• INPUT:
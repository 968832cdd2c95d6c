// SPDX-License-Identifier: MIT OR Apache-2.0

#![forbid(unsafe_code)]

use thiserror::Error;

/// Error type shared by every vigil crate.
#[derive(Clone, Debug, Error, PartialEq, Eq)]
pub enum VigilError {
    #[error("invalid input: {0}")]
    InvalidInput(String),
    #[error("invalid config: {0}")]
    InvalidConfig(String),
    #[error("numerical issue: {0}")]
    NumericalIssue(String),
    #[error("not supported: {0}")]
    NotSupported(String),
}

impl VigilError {
    pub fn invalid_input(msg: impl Into<String>) -> Self {
        Self::InvalidInput(msg.into())
    }

    pub fn invalid_config(msg: impl Into<String>) -> Self {
        Self::InvalidConfig(msg.into())
    }

    pub fn numerical_issue(msg: impl Into<String>) -> Self {
        Self::NumericalIssue(msg.into())
    }

    pub fn not_supported(msg: impl Into<String>) -> Self {
        Self::NotSupported(msg.into())
    }

    /// Stable machine-readable code for envelopes and logs.
    pub fn code(&self) -> &'static str {
        match self {
            Self::InvalidInput(_) => "invalid_input",
            Self::InvalidConfig(_) => "invalid_config",
            Self::NumericalIssue(_) => "numerical_issue",
            Self::NotSupported(_) => "not_supported",
        }
    }
}
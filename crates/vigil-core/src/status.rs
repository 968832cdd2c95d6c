// SPDX-License-Identifier: MIT OR Apache-2.0

#![forbid(unsafe_code)]

use std::fmt;

/// Three-level volume classification, ordered by severity.
#[cfg_attr(feature = "serde", derive(serde::Serialize, serde::Deserialize))]
#[derive(Clone, Copy, Debug, Default, PartialEq, Eq, PartialOrd, Ord, Hash)]
pub enum Status {
    #[default]
    Normal,
    #[cfg_attr(feature = "serde", serde(rename = "Alert-high"))]
    AlertHigh,
    #[cfg_attr(feature = "serde", serde(rename = "Alarm-high"))]
    AlarmHigh,
}

impl Status {
    pub const ALL: [Status; 3] = [Status::Normal, Status::AlertHigh, Status::AlarmHigh];

    pub fn as_str(self) -> &'static str {
        match self {
            Self::Normal => "Normal",
            Self::AlertHigh => "Alert-high",
            Self::AlarmHigh => "Alarm-high",
        }
    }

    pub fn is_flagged(self) -> bool {
        self != Self::Normal
    }
}

impl fmt::Display for Status {
    fn fmt(&self, f: &mut fmt::Formatter<'_>) -> fmt::Result {
        f.write_str(self.as_str())
    }
}

#[cfg(test)]
mod tests {
    use super::Status;

    #[test]
    fn severity_order_and_labels() {
        assert!(Status::Normal < Status::AlertHigh);
        assert!(Status::AlertHigh < Status::AlarmHigh);
        assert_eq!(Status::default(), Status::Normal);
        let labels: Vec<_> = Status::ALL.iter().map(|s| s.to_string()).collect();
        assert_eq!(labels, vec!["Normal", "Alert-high", "Alarm-high"]);
        assert!(!Status::Normal.is_flagged());
        assert!(Status::AlarmHigh.is_flagged());
    }

    #[cfg(feature = "serde")]
    #[test]
    fn serde_uses_dashboard_labels() {
        for status in Status::ALL {
            let encoded = serde_json::to_string(&status).expect("status should serialize");
            assert_eq!(encoded, format!("\"{}\"", status.as_str()));
            let decoded: Status = serde_json::from_str(&encoded).expect("status should deserialize");
            assert_eq!(decoded, status);
        }
    }
}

• EXERCISE: All of the material is to be written out exactly.

• SOLUTION FOR THIS PROBLEM:
repository 968832cdd2c95d6c
// SPDX-License-Identifier: MIT OR Apache-2.0

#![forbid(unsafe_code)]

use thiserror::Error;

/// Error type shared by every vigil crate.
#[derive(Clone, Debug, Error, PartialEq, Eq)]
pub enum VigilError {
    #[error("invalid input: {0}")]
    InvalidInput(String),
    #[error("invalid config: {0}")]
    InvalidConfig(String),
    #[error("numerical issue: {0}")]
    NumericalIssue(String),
    #[error("not supported: {0}")]
    NotSupported(String),
}

impl VigilError {
    pub fn invalid_input(msg: impl Into<String>) -> Self {
        Self::InvalidInput(msg.into())
    }

    pub fn invalid_config(msg: impl Into<String>) -> Self {
        Self::InvalidConfig(msg.into())
    }

    pub fn numerical_issue(msg: impl Into<String>) -> Self {
        Self::NumericalIssue(msg.into())
    }

    pub fn not_supported(msg: impl Into<String>) -> Self {
        Self::NotSupported(msg.into())
    }

    /// Stable machine-readable code for envelopes and logs.
    pub fn code(&self) -> &'static str {
        match self {
            Self::InvalidInput(_) => "invalid_input",
            Self::InvalidConfig(_) => "invalid_config",
            Self::NumericalIssue(_) => "numerical_issue",
            Self::NotSupported(_) => "not_supported",
        }
    }
}
filename crates/vigil-core/src/status.rs
repository 968832cdd2c95d6c
// SPDX-License-Identifier: MIT OR Apache-2.0

#![forbid(unsafe_code)]

use std::fmt;

/// Three-level volume classification, ordered by severity.
#[cfg_attr(feature = "serde", derive(serde::Serialize, serde::Deserialize))]
#[derive(Clone, Copy, Debug, Default, PartialEq, Eq, PartialOrd, Ord, Hash)]
pub enum Status {
    #[default]
    Normal,
    #[cfg_attr(feature = "serde", serde(rename = "Alert-high"))]
    AlertHigh,
    #[cfg_attr(feature = "serde", serde(rename = "Alarm-high"))]
    AlarmHigh,
}

impl Status {
    pub const ALL: [Status; 3] = [Status::Normal, Status::AlertHigh, Status::AlarmHigh];

    pub fn as_str(self) -> &'static str {
        match self {
            Self::Normal => "Normal",
            Self::AlertHigh => "Alert-high",
            Self::AlarmHigh => "Alarm-high",
        }
    }

    pub fn is_flagged(self) -> bool {
        self != Self::Normal
    }
}

impl fmt::Display for Status {
    fn fmt(&self, f: &mut fmt::Formatter<'_>) -> fmt::Result {
        f.write_str(self.as_str())
    }
}

#[cfg(test)]
mod tests {
    use super::Status;

    #[test]
    fn severity_order_and_labels() {
        assert!(Status::Normal < Status::AlertHigh);
        assert!(Status::AlertHigh < Status::AlarmHigh);
        assert_eq!(Status::default(), Status::Normal);
        let labels: Vec<_> = Status::ALL.iter().map(|s| s.to_string()).collect();
        assert_eq!(labels, vec!["Normal", "Alert-high", "Alarm-high"]);
        assert!(!Status::Normal.is_flagged());
        assert!(Status::AlarmHigh.is_flagged());
    }

    #[cfg(feature = "serde")]
    #[test]
    fn serde_uses_dashboard_labels() {
        for status in Status::ALL {
            let encoded = serde_json::to_string(&status).expect("status should serialize");
            assert_eq!(encoded, format!("\"{}\"", status.as_str()));
            let decoded: Status = serde_json::from_str(&encoded).expect("status should deserialize");
            assert_eq!(decoded, status);
        }
    }
}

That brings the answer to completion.